* Stored data entries
//! Key hint bar widget.
//!
//! Renders styled key badges with descriptions at the bottom of the addons
//! screen. Hints that do not fit are dropped behind a `…+N` indicator.

use ratatui::{
    buffer::Buffer,
    layout::Rect,
    style::{Color, Modifier, Style},
    text::{Line, Span},
    widgets::{Paragraph, Widget},
};
use unicode_width::UnicodeWidthStr;

/// Divider between hints.
const DIVIDER: &str = " \u{2502} ";

/// Bar background.
const BAR_BG: Color = Color::Black;

/// Style variant for a key hint badge.
#[derive(Debug, Clone, Copy, PartialEq, Eq, Default)]
pub enum KeyHintStyle {
    /// Default gray badge.
    #[default]
    Normal,
    /// Cyan badge for primary actions.
    Highlighted,
    /// Red badge for leaving the screen.
    Danger,
    /// Green badge for confirmation.
    Success,
}

impl KeyHintStyle {
    /// Returns the background color for the key badge.
    #[must_use]
    pub const fn badge_bg(&self) -> Color {
        match self {
            Self::Normal => Color::DarkGray,
            Self::Highlighted => Color::Cyan,
            Self::Danger => Color::Red,
            Self::Success => Color::Green,
        }
    }

    /// Returns the foreground color for the key badge text.
    #[must_use]
    pub const fn badge_fg(&self) -> Color {
        match self {
            Self::Normal | Self::Highlighted | Self::Danger => Color::White,
            Self::Success => Color::Black,
        }
    }
}

/// A single key hint.
#[derive(Debug, Clone)]
pub struct KeyHint<'a> {
    /// Key text (e.g., "Enter").
    pub key: &'a str,
    /// Action description (e.g., "Share").
    pub description: &'a str,
    /// Badge style.
    pub style: KeyHintStyle,
}

impl<'a> KeyHint<'a> {
    /// Creates a new key hint with Normal style.
    #[must_use]
    pub const fn new(key: &'a str, description: &'a str) -> Self {
        Self {
            key,
            description,
            style: KeyHintStyle::Normal,
        }
    }

    /// Creates a new key hint with a specific style.
    #[must_use]
    pub const fn styled(key: &'a str, description: &'a str, style: KeyHintStyle) -> Self {
        Self {
            key,
            description,
            style,
        }
    }

    /// Display width: " key " + " desc".
    fn display_width(&self) -> usize {
        self.key.width() + 2 + self.description.width() + 1
    }

    /// Spans for this hint.
    fn spans(&self) -> [Span<'a>; 3] {
        let badge = Style::default()
            .bg(self.style.badge_bg())
            .fg(self.style.badge_fg())
            .add_modifier(Modifier::BOLD);
        [
            Span::styled(format!(" {} ", self.key), badge),
            Span::styled(" ", Style::default().bg(BAR_BG)),
            Span::styled(self.description, Style::default().fg(Color::Gray).bg(BAR_BG)),
        ]
    }
}

/// Key hint bar widget.
pub struct KeyHintBar<'a> {
    /// Hints to display.
    hints: Vec<KeyHint<'a>>,
}

impl<'a> KeyHintBar<'a> {
    /// Creates a new key hint bar with the given hints.
    #[must_use]
    pub fn new(hints: Vec<KeyHint<'a>>) -> Self {
        Self { hints }
    }

    /// Returns how many hints fit in `available` columns, leaving room for
    /// the overflow indicator when some are dropped.
    fn fitting_count(&self, available: usize) -> usize {
        let widths: Vec<usize> = self
            .hints
            .iter()
            .enumerate()
            .map(|(i, h)| h.display_width() + if i > 0 { DIVIDER.width() } else { 1 })
            .collect();

        let mut total = 0;
        let mut count = 0;
        for w in &widths {
            if total + w > available {
                break;
            }
            total += w;
            count += 1;
        }

        while count > 0 && count < self.hints.len() {
            let indicator = format!(" \u{2026}+{}", self.hints.len() - count);
            if total + indicator.width() <= available {
                break;
            }
            count -= 1;
            total -= widths[count];
        }

        count
    }
}

impl Widget for KeyHintBar<'_> {
    fn render(self, area: Rect, buf: &mut Buffer) {
        if area.height == 0 || area.width == 0 {
            return;
        }

        let bar_style = Style::default().bg(BAR_BG).fg(Color::DarkGray);
        let count = self.fitting_count(area.width as usize);

        let mut spans = vec![Span::styled(" ", bar_style)];
        for (i, hint) in self.hints.iter().take(count).enumerate() {
            if i > 0 {
                spans.push(Span::styled(DIVIDER, bar_style));
            }
            spans.extend(hint.spans());
        }

        let remaining = self.hints.len() - count;
        if remaining > 0 {
            spans.push(Span::styled(format!(" \u{2026}+{}", remaining), bar_style));
        }

        Paragraph::new(Line::from(spans))
            .style(bar_style)
            .render(Rect::new(area.x, area.y, area.width, 1), buf);
    }
}

#[cfg(test)]
mod tests {
    use super::*;

    /// Helper: render a KeyHintBar to a buffer and return the text content.
    fn render_to_string(hints: Vec<KeyHint>, width: u16) -> String {
        let area = Rect::new(0, 0, width, 1);
        let mut buf = Buffer::empty(area);
        KeyHintBar::new(hints).render(area, &mut buf);

        (0..width)
            .map(|x| {
                buf.cell((x, 0))
                    .map(|c| c.symbol().chars().next().unwrap_or(' '))
                    .unwrap_or(' ')
            })
            .collect::<String>()
    }

    #[test]
    fn test_key_hint_bar_renders_empty() {
        let content = render_to_string(vec![], 80);
        assert_eq!(content.trim(), "");
    }

    #[test]
    fn test_key_hint_bar_renders_hints() {
        let hints = vec![
            KeyHint::styled("Enter", "Install/Uninstall", KeyHintStyle::Highlighted),
            KeyHint::new("s", "Share"),
        ];
        let content = render_to_string(hints, 80);
        assert!(content.contains("Enter"), "Missing key: '{}'", content);
        assert!(content.contains("Share"), "Missing desc: '{}'", content);
        assert!(content.contains('\u{2502}'), "Missing divider: '{}'", content);
    }

    #[test]
    fn test_key_hint_bar_truncation() {
        let hints = vec![
            KeyHint::new("Enter", "Install/Uninstall"),
            KeyHint::new("s", "Share"),
            KeyHint::new("+", "Add addon"),
            KeyHint::new("/", "Search"),
            KeyHint::new("Tab", "Filters"),
            KeyHint::new("q", "Quit"),
        ];
        let content = render_to_string(hints, 40);
        assert!(
            content.contains('\u{2026}'),
            "Should show truncation indicator: '{}'",
            content
        );
    }

    #[test]
    fn test_key_hint_style_colors() {
        let bgs = [
            KeyHintStyle::Normal.badge_bg(),
            KeyHintStyle::Highlighted.badge_bg(),
            KeyHintStyle::Danger.badge_bg(),
            KeyHintStyle::Success.badge_bg(),
        ];
        for i in 0..bgs.len() {
            for j in (i + 1)..bgs.len() {
                assert_ne!(bgs[i], bgs[j], "Styles {} and {} share bg color", i, j);
            }
        }
    }
}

* Assignment
Go through the data above and return each line containing the string "Normal".

* Solution to this problem
    Normal,
            Self::Normal => Color::DarkGray,
            Self::Normal | Self::Highlighted | Self::Danger => Color::White,
    /// Creates a new key hint with Normal style.
            style: KeyHintStyle::Normal,
            KeyHintStyle::Normal.badge_bg(),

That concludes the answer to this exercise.